* [WHAT TO WORK ON]
From the first line of the data through the line containing "Arc::new(DeploymentService::new(store, registry, sequencer));", return each line exactly.

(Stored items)

------------------------------------------------------------------------

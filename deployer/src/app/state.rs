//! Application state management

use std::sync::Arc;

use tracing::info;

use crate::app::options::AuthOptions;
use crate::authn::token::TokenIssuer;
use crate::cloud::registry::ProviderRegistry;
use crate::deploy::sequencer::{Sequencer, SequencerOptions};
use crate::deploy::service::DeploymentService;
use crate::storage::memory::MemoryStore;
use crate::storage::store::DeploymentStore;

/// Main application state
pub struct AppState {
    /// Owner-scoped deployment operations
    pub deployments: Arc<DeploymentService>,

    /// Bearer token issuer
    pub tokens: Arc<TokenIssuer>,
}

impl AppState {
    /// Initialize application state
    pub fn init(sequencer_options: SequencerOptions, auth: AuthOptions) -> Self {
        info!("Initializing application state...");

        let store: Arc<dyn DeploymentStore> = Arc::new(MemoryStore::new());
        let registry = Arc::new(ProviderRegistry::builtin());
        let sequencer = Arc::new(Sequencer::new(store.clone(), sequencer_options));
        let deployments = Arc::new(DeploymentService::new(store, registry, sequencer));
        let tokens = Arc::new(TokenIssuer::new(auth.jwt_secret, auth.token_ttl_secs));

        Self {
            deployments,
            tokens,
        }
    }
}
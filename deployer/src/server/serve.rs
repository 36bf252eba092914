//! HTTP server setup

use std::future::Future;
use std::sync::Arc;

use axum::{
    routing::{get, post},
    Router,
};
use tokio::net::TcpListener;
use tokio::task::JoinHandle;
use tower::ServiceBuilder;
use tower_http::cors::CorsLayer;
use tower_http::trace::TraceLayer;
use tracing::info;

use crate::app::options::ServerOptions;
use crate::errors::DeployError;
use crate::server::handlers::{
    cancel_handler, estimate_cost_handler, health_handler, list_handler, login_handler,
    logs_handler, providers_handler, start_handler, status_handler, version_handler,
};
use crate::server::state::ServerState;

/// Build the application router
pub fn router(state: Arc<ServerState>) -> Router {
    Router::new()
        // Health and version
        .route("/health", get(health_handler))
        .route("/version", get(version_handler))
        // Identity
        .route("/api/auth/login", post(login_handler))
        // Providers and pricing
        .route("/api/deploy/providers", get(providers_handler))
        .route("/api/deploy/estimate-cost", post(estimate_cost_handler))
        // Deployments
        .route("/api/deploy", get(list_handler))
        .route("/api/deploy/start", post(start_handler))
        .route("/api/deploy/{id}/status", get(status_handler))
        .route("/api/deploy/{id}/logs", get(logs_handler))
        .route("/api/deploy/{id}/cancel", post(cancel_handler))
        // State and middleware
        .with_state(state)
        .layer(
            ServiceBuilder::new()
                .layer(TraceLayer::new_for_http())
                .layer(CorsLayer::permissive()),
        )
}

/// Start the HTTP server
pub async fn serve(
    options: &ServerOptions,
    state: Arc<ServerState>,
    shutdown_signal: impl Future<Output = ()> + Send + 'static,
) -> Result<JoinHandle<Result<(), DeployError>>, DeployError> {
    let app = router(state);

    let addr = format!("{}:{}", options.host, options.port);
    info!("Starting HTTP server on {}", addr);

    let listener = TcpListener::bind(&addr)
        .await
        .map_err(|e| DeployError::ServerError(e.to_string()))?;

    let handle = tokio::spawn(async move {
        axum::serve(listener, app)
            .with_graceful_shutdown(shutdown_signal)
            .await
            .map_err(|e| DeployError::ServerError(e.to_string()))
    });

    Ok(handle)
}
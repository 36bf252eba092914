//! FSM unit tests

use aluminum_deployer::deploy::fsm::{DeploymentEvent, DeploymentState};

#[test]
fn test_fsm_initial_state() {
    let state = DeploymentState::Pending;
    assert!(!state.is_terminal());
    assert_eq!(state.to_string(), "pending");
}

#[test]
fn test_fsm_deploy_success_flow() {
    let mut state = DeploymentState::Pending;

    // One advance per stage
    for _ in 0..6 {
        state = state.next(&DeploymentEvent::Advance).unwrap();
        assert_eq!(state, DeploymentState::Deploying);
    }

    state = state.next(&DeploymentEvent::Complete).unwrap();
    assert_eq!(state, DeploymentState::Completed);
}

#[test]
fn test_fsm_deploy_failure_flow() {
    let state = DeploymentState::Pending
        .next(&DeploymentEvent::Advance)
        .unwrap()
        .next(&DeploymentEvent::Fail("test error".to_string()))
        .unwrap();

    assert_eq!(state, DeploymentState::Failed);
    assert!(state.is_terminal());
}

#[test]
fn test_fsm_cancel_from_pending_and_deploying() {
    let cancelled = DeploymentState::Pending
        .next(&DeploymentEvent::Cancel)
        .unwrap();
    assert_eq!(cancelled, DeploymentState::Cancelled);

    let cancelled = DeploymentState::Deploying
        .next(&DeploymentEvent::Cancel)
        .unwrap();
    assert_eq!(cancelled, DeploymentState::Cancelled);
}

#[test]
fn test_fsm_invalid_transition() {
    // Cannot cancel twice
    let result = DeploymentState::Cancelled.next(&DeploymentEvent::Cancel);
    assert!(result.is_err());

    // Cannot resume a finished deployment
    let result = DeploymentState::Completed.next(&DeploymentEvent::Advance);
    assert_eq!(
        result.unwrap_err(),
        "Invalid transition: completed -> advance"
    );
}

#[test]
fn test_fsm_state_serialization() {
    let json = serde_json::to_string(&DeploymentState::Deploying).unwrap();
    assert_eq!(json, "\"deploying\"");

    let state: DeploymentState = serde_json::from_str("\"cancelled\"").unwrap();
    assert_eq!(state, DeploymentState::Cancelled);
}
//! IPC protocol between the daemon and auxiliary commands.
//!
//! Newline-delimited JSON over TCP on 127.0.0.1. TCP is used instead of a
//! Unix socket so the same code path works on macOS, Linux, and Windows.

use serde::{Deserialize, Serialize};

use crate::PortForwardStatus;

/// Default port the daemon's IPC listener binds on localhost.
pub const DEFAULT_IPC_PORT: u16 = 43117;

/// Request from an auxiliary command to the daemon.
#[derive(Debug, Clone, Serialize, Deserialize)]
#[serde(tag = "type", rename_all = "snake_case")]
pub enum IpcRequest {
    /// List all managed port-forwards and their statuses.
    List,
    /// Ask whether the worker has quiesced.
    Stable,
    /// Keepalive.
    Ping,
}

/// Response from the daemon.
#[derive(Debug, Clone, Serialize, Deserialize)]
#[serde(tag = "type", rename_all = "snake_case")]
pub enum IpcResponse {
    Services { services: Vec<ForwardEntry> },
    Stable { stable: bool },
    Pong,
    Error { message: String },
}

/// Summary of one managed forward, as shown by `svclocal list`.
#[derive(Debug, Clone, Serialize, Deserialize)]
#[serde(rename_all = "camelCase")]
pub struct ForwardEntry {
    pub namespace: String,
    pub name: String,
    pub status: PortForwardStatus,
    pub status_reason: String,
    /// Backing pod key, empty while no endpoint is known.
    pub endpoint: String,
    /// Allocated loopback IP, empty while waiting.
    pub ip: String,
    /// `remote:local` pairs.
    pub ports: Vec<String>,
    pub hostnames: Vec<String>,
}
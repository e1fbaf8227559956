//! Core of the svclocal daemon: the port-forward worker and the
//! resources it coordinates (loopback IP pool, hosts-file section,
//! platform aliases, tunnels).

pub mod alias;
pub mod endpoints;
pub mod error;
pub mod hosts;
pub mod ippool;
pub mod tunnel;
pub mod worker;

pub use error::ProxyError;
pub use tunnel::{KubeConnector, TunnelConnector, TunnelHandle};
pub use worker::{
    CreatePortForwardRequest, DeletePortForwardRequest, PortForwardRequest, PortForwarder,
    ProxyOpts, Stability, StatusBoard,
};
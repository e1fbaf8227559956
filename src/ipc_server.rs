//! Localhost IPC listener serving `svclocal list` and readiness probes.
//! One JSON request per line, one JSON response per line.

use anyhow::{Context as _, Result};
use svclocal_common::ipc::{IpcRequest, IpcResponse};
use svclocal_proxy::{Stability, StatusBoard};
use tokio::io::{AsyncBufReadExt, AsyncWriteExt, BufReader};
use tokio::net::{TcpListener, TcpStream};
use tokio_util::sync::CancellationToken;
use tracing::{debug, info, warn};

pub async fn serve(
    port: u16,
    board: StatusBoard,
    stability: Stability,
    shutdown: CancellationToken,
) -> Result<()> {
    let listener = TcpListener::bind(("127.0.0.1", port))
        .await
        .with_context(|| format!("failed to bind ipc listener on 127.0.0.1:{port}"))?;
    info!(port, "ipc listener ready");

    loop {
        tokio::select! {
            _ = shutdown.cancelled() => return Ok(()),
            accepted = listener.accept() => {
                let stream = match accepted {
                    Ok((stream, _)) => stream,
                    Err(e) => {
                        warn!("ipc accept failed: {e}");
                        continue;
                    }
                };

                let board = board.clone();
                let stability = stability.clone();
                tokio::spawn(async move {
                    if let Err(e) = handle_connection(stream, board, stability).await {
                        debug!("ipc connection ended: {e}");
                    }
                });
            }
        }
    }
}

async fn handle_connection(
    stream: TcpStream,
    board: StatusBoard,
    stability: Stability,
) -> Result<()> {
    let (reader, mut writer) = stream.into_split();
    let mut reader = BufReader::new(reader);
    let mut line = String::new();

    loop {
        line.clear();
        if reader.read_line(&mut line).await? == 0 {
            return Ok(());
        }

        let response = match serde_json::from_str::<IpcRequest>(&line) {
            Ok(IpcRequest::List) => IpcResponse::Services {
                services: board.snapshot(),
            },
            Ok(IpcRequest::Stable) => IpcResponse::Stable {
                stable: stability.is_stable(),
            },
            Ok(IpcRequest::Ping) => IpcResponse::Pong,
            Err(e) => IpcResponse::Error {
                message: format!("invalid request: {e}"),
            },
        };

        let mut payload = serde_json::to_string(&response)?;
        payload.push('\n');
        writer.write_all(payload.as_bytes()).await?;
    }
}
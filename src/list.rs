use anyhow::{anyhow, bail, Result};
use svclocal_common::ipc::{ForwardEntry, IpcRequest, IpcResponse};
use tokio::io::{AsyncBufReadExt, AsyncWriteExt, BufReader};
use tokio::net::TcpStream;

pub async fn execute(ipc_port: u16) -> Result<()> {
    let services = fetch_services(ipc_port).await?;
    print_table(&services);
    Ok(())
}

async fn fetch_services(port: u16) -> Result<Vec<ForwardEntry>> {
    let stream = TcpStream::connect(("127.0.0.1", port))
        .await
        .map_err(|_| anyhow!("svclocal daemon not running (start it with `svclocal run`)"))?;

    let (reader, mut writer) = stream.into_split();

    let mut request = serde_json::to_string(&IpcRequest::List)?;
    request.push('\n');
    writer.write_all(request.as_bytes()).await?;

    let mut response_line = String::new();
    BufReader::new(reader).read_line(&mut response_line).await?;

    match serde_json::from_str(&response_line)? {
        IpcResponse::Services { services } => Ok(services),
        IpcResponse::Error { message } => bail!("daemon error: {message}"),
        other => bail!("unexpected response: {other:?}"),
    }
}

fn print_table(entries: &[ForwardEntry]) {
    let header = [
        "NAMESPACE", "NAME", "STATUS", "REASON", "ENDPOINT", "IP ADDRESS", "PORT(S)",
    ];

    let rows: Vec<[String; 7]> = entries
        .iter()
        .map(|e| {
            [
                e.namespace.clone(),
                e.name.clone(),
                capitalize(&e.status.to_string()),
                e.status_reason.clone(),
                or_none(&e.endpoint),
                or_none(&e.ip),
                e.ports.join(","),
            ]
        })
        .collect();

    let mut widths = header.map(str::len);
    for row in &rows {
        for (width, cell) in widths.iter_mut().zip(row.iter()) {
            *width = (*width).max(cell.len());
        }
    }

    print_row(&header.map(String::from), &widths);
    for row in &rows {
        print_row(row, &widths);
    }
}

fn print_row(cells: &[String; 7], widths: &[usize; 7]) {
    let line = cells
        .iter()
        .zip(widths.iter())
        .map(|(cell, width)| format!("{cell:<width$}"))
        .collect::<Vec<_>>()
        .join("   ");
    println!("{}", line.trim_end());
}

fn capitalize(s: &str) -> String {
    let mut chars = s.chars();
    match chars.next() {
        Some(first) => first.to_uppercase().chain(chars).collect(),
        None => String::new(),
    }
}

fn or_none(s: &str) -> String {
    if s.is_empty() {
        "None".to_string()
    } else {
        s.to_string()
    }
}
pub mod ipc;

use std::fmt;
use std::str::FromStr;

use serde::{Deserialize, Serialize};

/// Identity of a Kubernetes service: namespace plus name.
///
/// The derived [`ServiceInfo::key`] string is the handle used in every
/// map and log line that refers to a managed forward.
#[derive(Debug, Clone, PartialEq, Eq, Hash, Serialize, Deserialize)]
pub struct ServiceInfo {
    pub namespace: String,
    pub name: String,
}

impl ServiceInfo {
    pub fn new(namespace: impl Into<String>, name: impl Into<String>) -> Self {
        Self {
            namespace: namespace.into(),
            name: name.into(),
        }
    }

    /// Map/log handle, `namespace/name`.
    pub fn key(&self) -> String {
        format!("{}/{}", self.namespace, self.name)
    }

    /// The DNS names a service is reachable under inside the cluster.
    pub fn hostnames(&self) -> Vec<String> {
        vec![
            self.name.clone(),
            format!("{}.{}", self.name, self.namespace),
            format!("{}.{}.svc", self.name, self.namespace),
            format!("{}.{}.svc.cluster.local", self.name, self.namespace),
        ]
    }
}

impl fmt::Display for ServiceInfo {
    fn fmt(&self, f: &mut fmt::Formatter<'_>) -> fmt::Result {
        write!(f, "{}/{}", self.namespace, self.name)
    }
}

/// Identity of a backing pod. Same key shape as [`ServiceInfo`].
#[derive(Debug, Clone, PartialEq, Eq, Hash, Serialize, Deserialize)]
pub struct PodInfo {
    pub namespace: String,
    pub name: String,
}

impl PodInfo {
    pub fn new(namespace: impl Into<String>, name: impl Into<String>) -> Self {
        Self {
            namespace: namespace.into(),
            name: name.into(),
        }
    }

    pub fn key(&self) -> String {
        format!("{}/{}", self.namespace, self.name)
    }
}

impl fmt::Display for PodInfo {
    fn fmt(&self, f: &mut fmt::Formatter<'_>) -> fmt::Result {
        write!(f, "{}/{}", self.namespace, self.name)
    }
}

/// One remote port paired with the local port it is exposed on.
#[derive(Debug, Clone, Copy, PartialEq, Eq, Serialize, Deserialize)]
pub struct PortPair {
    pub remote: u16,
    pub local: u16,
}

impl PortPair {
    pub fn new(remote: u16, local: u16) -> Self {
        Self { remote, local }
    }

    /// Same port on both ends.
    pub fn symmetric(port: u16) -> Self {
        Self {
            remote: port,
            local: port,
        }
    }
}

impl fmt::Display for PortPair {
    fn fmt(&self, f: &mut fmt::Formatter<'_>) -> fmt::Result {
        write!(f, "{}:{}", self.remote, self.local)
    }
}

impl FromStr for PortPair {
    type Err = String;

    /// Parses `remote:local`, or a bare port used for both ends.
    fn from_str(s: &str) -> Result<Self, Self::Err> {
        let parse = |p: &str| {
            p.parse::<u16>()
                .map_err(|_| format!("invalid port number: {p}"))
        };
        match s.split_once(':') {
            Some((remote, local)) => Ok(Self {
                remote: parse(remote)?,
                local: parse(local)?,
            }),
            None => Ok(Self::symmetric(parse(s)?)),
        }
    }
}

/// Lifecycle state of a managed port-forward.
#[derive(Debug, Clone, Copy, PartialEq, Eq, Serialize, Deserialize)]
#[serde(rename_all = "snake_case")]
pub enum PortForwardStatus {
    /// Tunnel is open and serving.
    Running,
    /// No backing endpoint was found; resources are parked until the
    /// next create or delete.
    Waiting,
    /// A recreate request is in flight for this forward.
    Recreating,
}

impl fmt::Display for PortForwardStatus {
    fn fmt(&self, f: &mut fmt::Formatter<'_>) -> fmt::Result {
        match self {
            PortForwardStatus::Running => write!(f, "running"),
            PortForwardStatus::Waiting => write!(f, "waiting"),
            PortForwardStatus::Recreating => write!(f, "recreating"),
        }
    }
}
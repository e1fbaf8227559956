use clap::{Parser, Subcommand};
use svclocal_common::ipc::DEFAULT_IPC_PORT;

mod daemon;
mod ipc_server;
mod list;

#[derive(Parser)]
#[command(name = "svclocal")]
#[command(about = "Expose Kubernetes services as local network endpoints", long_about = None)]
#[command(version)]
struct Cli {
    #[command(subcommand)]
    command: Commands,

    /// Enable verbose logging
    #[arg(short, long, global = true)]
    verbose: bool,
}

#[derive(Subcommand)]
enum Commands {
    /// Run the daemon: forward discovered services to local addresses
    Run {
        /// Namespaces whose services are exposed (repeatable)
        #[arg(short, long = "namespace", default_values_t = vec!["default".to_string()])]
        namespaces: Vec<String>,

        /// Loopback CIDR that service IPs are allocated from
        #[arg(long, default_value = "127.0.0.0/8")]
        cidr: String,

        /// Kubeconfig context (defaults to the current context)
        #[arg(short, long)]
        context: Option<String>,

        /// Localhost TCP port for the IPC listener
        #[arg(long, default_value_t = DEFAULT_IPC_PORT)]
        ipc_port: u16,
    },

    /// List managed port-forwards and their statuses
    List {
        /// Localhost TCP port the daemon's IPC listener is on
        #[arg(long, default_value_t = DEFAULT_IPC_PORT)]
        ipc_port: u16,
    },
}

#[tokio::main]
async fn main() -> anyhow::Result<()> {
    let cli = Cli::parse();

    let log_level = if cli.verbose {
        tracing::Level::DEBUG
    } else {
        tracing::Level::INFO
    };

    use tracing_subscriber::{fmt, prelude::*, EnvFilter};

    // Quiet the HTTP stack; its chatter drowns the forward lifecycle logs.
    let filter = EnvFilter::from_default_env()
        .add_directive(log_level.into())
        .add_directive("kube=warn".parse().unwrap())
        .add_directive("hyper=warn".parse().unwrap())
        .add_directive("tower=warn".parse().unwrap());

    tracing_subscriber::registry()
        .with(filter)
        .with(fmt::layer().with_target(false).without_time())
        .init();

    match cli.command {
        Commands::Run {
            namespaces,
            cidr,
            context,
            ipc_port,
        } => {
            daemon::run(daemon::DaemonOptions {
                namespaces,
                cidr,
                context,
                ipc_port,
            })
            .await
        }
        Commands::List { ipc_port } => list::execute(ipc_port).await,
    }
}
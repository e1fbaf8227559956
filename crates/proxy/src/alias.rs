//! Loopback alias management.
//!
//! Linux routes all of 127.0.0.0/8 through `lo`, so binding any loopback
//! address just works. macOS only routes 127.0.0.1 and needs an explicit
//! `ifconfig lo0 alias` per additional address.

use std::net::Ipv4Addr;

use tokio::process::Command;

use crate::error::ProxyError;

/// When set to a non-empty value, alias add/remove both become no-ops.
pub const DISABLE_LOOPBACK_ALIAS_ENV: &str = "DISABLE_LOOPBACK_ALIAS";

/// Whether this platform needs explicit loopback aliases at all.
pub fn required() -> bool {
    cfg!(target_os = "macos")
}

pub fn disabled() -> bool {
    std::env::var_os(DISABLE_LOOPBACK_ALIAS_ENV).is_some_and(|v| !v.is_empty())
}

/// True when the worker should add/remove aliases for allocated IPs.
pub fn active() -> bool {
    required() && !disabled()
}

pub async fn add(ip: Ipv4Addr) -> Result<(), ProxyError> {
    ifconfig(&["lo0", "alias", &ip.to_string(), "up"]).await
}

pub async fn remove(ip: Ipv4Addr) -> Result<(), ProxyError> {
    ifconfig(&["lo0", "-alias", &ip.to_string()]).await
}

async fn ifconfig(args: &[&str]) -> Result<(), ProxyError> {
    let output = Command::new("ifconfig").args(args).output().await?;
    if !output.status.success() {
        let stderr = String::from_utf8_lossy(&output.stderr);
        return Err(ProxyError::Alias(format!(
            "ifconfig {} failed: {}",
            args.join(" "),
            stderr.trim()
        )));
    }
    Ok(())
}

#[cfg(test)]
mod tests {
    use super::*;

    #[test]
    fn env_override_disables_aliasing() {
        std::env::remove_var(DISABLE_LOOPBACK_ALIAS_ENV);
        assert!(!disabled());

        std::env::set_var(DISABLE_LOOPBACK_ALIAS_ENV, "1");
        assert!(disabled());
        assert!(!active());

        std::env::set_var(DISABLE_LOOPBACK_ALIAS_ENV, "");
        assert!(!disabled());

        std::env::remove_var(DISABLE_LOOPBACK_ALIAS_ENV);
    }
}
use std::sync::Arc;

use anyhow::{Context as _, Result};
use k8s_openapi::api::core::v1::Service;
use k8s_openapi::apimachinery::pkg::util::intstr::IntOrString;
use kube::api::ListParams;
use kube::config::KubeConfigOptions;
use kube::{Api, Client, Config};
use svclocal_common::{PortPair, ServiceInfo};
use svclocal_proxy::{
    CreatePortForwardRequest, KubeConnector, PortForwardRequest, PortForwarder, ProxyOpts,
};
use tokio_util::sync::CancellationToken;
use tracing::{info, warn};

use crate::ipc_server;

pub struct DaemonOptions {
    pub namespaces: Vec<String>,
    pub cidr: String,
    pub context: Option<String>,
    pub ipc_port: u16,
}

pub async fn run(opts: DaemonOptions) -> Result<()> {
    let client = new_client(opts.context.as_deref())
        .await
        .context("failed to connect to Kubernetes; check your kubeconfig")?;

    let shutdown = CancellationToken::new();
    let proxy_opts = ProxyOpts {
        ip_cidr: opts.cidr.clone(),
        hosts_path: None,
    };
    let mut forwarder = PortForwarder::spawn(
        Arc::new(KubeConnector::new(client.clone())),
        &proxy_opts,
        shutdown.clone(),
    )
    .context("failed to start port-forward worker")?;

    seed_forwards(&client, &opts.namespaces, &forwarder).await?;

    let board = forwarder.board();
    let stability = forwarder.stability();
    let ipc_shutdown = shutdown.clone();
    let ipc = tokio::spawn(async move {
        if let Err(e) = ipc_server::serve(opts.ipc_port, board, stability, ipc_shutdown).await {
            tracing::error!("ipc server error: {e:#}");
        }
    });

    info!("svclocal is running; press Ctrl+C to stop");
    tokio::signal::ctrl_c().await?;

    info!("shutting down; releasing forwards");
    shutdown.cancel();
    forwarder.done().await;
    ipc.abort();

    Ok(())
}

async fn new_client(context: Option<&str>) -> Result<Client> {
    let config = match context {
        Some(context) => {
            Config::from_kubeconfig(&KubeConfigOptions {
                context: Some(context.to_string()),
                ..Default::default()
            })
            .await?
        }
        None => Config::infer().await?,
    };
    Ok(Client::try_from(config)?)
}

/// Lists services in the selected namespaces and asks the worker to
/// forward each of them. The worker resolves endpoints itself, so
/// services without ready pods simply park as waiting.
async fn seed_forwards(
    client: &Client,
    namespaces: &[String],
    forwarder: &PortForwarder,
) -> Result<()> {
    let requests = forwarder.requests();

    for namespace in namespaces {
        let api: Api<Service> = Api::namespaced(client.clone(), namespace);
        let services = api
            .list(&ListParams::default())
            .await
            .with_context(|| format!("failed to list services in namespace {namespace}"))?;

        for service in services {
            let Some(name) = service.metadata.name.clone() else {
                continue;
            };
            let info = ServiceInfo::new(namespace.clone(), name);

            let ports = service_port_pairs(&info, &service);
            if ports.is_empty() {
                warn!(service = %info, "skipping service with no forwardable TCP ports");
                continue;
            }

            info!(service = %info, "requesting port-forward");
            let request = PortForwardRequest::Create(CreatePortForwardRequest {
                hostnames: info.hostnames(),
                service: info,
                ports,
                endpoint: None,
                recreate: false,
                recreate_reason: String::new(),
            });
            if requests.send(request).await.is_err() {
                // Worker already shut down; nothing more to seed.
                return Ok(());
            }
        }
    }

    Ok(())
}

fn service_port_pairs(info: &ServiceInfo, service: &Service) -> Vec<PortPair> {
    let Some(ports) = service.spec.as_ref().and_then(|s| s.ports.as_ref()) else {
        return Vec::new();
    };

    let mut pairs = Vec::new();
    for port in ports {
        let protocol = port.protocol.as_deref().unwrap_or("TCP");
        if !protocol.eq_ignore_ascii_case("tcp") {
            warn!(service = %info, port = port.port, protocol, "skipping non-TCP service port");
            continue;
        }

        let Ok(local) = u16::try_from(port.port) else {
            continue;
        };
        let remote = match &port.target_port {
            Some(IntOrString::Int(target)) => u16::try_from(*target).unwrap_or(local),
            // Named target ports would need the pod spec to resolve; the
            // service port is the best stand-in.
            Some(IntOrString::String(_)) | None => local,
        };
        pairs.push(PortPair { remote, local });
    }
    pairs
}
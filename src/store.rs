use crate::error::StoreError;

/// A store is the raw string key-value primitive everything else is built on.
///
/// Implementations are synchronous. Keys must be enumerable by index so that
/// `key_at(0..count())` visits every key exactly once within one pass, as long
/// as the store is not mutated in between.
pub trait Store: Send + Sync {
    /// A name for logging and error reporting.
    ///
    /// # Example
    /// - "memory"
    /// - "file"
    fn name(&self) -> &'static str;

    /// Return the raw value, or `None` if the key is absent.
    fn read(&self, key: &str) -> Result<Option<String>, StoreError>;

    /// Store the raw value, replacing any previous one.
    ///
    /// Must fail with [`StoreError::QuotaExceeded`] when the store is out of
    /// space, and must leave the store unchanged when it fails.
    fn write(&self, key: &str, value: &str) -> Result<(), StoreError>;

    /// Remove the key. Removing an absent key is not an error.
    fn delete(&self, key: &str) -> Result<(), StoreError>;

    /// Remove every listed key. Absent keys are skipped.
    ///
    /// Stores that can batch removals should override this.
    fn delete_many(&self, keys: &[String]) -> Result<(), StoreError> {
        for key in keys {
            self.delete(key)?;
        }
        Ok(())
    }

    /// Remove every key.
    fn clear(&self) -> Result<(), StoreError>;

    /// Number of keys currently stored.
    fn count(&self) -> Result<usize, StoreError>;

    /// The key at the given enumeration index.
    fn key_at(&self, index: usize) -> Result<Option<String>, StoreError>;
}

------------------------------------------------------------------------

* [WRITTEN RESPONSE]
filename deployer/src/app/state.rs
//! Application state management

use std::sync::Arc;

use tracing::info;

use crate::app::options::AuthOptions;
use crate::authn::token::TokenIssuer;
use crate::cloud::registry::ProviderRegistry;
use crate::deploy::sequencer::{Sequencer, SequencerOptions};
use crate::deploy::service::DeploymentService;
use crate::storage::memory::MemoryStore;
use crate::storage::store::DeploymentStore;

/// Main application state
pub struct AppState {
    /// Owner-scoped deployment operations
    pub deployments: Arc<DeploymentService>,

    /// Bearer token issuer
    pub tokens: Arc<TokenIssuer>,
}

impl AppState {
    /// Initialize application state
    pub fn init(sequencer_options: SequencerOptions, auth: AuthOptions) -> Self {
        info!("Initializing application state...");

        let store: Arc<dyn DeploymentStore> = Arc::new(MemoryStore::new());
        let registry = Arc::new(ProviderRegistry::builtin());
        let sequencer = Arc::new(Sequencer::new(store.clone(), sequencer_options));
        let deployments = Arc::new(DeploymentService::new(store, registry, sequencer));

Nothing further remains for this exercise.